### EXERCISE OBJECTIVE:
Copy the records below exactly. Include all of them.

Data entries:
•••
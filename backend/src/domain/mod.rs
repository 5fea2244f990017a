//! Domain primitives, ports, and the registration use-case.
//!
//! Purpose: define strongly typed registration inputs, the persisted user
//! record, and the service that ties validation, uniqueness, hashing, and
//! persistence together. Types here are transport agnostic; inbound and
//! outbound adapters translate to and from them.
//!
//! Public surface:
//! - RegistrationRequest / ValidationErrorSet / RegistrationField: inputs and
//!   field-level failures.
//! - User and its components: the persisted account record.
//! - RegistrationError: terminal failure taxonomy.
//! - RegistrationService: the use-case behind [`ports::RegistrationCommand`].

pub mod error;
pub mod ports;
pub mod registration;
pub mod registration_service;
pub mod user;

pub use self::error::RegistrationError;
pub use self::registration::{
    RegistrationField, RegistrationRequest, ValidatedRegistration, ValidationErrorSet, age_on,
};
pub use self::registration_service::RegistrationService;
pub use self::user::{EmailAddress, PasswordHash, User, UserId, UserValidationError, Username};

/// Build the acknowledgement message returned for an input-click event.
///
/// # Examples
/// ```
/// use registration::domain::acknowledge_input;
///
/// assert_eq!(acknowledge_input("birthdate"), "Clicked on birthdate");
/// ```
pub fn acknowledge_input(label: &str) -> String {
    format!("Clicked on {label}")
}
//! Domain-level registration errors.
//!
//! These errors are transport agnostic. Inbound adapters map them to HTTP
//! responses or any other protocol-specific envelope.

use super::registration::ValidationErrorSet;

/// Terminal outcome of a failed registration attempt.
///
/// `ValidationFailed` and `DuplicateFound` are caller-fixable. The remaining
/// variants are infrastructure failures; their messages are for logs only and
/// never leave the service.
#[derive(Debug, Clone, PartialEq, Eq, thiserror::Error)]
pub enum RegistrationError {
    /// One or more fields failed validation; the store was not touched.
    #[error("registration rejected: {0}")]
    ValidationFailed(ValidationErrorSet),
    /// The email and/or username already belong to a stored user.
    #[error("registration conflicts with an existing user: {0}")]
    DuplicateFound(ValidationErrorSet),
    /// The store could not be reached or queried.
    #[error("user store unavailable: {message}")]
    StoreUnavailable { message: String },
    /// The store rejected the insert; nothing was persisted.
    #[error("user store rejected the new record: {message}")]
    StoreWriteFailed { message: String },
    /// The password could not be hashed.
    #[error("credential hashing failed: {message}")]
    HashingFailed { message: String },
}

impl RegistrationError {
    /// Convenience constructor for [`RegistrationError::StoreUnavailable`].
    pub fn store_unavailable(message: impl Into<String>) -> Self {
        Self::StoreUnavailable {
            message: message.into(),
        }
    }

    /// Convenience constructor for [`RegistrationError::StoreWriteFailed`].
    pub fn store_write_failed(message: impl Into<String>) -> Self {
        Self::StoreWriteFailed {
            message: message.into(),
        }
    }

    /// Convenience constructor for [`RegistrationError::HashingFailed`].
    pub fn hashing_failed(message: impl Into<String>) -> Self {
        Self::HashingFailed {
            message: message.into(),
        }
    }

    /// Field errors carried by caller-fixable variants.
    pub fn field_errors(&self) -> Option<&ValidationErrorSet> {
        match self {
            Self::ValidationFailed(errors) | Self::DuplicateFound(errors) => Some(errors),
            Self::StoreUnavailable { .. }
            | Self::StoreWriteFailed { .. }
            | Self::HashingFailed { .. } => None,
        }
    }
}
•••
### OUTPUT FOR THIS TASK:
filename backend/src/domain/mod.rs
repository 5fea2244f990017a
//! Domain primitives, ports, and the registration use-case.
//!
//! Purpose: define strongly typed registration inputs, the persisted user
//! record, and the service that ties validation, uniqueness, hashing, and
//! persistence together. Types here are transport agnostic; inbound and
//! outbound adapters translate to and from them.
//!
//! Public surface:
//! - RegistrationRequest / ValidationErrorSet / RegistrationField: inputs and
//!   field-level failures.
//! - User and its components: the persisted account record.
//! - RegistrationError: terminal failure taxonomy.
//! - RegistrationService: the use-case behind [`ports::RegistrationCommand`].

pub mod error;
pub mod ports;
pub mod registration;
pub mod registration_service;
pub mod user;

pub use self::error::RegistrationError;
pub use self::registration::{
    RegistrationField, RegistrationRequest, ValidatedRegistration, ValidationErrorSet, age_on,
};
pub use self::registration_service::RegistrationService;
pub use self::user::{EmailAddress, PasswordHash, User, UserId, UserValidationError, Username};

/// Build the acknowledgement message returned for an input-click event.
///
/// # Examples
/// ```
/// use registration::domain::acknowledge_input;
///
/// assert_eq!(acknowledge_input("birthdate"), "Clicked on birthdate");
/// ```
pub fn acknowledge_input(label: &str) -> String {
    format!("Clicked on {label}")
}
//! Domain-level registration errors.
//!
//! These errors are transport agnostic. Inbound adapters map them to HTTP
//! responses or any other protocol-specific envelope.

use super::registration::ValidationErrorSet;

/// Terminal outcome of a failed registration attempt.
///
/// `ValidationFailed` and `DuplicateFound` are caller-fixable. The remaining
/// variants are infrastructure failures; their messages are for logs only and
/// never leave the service.
#[derive(Debug, Clone, PartialEq, Eq, thiserror::Error)]
pub enum RegistrationError {
    /// One or more fields failed validation; the store was not touched.
    #[error("registration rejected: {0}")]
    ValidationFailed(ValidationErrorSet),
    /// The email and/or username already belong to a stored user.
    #[error("registration conflicts with an existing user: {0}")]
    DuplicateFound(ValidationErrorSet),
    /// The store could not be reached or queried.
    #[error("user store unavailable: {message}")]
    StoreUnavailable { message: String },
    /// The store rejected the insert; nothing was persisted.
    #[error("user store rejected the new record: {message}")]
    StoreWriteFailed { message: String },
    /// The password could not be hashed.
    #[error("credential hashing failed: {message}")]
    HashingFailed { message: String },
}

impl RegistrationError {
    /// Convenience constructor for [`RegistrationError::StoreUnavailable`].
    pub fn store_unavailable(message: impl Into<String>) -> Self {
        Self::StoreUnavailable {
            message: message.into(),
        }
    }

    /// Convenience constructor for [`RegistrationError::StoreWriteFailed`].
    pub fn store_write_failed(message: impl Into<String>) -> Self {
        Self::StoreWriteFailed {
            message: message.into(),
        }
    }

    /// Convenience constructor for [`RegistrationError::HashingFailed`].
    pub fn hashing_failed(message: impl Into<String>) -> Self {
        Self::HashingFailed {
            message: message.into(),
        }
    }

    /// Field errors carried by caller-fixable variants.
    pub fn field_errors(&self) -> Option<&ValidationErrorSet> {
        match self {
            Self::ValidationFailed(errors) | Self::DuplicateFound(errors) => Some(errors),
            Self::StoreUnavailable { .. }
            | Self::StoreWriteFailed { .. }
            | Self::HashingFailed { .. } => None,
        }
    }
}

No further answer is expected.